= What to do =
For every line in the material below that holds "SamplingConfig", report the line.

______________________________

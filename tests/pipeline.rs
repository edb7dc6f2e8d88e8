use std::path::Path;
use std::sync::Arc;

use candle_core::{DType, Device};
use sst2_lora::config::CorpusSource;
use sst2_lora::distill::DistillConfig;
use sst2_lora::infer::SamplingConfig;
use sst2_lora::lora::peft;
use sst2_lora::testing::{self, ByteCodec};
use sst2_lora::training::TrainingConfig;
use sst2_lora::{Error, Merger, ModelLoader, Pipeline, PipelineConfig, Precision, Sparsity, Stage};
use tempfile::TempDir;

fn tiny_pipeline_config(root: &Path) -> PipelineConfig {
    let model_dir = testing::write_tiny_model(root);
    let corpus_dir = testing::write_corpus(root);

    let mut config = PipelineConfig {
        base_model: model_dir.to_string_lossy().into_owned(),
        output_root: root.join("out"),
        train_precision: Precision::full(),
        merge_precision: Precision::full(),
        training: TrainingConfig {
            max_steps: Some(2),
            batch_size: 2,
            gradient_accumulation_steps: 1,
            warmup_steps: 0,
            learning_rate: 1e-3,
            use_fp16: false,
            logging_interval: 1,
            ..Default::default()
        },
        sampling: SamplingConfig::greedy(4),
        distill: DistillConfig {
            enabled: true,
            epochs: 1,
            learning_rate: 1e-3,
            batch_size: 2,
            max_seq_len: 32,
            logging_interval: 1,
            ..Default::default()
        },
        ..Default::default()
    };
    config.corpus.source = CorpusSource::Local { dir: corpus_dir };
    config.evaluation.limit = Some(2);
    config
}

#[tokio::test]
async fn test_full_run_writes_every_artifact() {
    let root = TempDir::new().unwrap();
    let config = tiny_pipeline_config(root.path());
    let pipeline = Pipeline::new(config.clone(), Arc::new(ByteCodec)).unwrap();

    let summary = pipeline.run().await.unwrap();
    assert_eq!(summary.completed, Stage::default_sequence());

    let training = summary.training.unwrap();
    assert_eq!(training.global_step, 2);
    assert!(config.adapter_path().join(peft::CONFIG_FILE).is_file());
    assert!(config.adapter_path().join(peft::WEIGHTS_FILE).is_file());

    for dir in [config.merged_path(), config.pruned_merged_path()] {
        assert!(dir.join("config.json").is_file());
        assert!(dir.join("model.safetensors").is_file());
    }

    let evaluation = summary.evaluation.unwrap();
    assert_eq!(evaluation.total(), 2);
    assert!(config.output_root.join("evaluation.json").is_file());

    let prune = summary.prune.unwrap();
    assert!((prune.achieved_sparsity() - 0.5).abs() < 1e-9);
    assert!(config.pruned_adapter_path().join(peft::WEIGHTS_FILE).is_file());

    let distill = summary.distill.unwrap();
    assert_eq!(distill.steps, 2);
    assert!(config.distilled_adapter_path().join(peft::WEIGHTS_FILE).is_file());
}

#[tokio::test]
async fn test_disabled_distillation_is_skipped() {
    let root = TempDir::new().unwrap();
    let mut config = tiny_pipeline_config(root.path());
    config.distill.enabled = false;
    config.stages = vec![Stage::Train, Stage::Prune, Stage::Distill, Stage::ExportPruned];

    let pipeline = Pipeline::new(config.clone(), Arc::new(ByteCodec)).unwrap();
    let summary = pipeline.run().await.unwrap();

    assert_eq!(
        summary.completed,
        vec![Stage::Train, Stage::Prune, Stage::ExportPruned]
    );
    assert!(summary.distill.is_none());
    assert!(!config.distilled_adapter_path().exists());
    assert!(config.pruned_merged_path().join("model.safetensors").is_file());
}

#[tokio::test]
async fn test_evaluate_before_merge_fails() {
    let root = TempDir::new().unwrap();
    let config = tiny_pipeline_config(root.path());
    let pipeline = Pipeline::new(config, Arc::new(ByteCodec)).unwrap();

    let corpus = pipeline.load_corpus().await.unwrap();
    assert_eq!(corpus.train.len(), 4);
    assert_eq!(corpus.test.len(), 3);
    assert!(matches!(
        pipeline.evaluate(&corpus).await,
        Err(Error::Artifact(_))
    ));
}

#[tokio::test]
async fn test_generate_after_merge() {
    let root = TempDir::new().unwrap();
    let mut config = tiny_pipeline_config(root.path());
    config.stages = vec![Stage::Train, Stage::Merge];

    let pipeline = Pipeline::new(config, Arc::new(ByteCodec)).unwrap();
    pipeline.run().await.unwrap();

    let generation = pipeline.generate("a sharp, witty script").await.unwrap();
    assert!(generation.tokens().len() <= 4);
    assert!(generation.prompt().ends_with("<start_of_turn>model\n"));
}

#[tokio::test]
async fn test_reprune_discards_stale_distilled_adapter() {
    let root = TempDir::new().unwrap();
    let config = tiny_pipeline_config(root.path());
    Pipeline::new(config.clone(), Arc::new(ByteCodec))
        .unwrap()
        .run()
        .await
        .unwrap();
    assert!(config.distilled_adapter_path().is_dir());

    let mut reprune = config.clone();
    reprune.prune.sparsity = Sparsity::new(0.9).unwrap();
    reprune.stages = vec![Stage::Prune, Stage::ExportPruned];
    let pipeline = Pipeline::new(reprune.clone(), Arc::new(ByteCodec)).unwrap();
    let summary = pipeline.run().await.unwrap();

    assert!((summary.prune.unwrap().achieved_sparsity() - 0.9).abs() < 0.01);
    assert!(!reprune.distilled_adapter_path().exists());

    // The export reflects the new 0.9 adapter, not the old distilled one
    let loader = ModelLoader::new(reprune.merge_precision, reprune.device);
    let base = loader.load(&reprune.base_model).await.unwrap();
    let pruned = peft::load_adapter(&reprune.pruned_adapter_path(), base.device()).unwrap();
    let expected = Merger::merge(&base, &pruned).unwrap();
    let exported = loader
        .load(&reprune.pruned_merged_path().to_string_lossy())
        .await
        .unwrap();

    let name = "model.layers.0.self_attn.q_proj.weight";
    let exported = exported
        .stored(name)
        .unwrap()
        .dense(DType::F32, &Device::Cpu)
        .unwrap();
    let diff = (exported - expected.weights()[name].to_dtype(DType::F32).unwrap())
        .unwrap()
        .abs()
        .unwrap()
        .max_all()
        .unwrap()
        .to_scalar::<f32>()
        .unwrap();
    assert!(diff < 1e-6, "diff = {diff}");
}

______________________________

= Answer box =
use sst2_lora::infer::SamplingConfig;
        sampling: SamplingConfig::greedy(4),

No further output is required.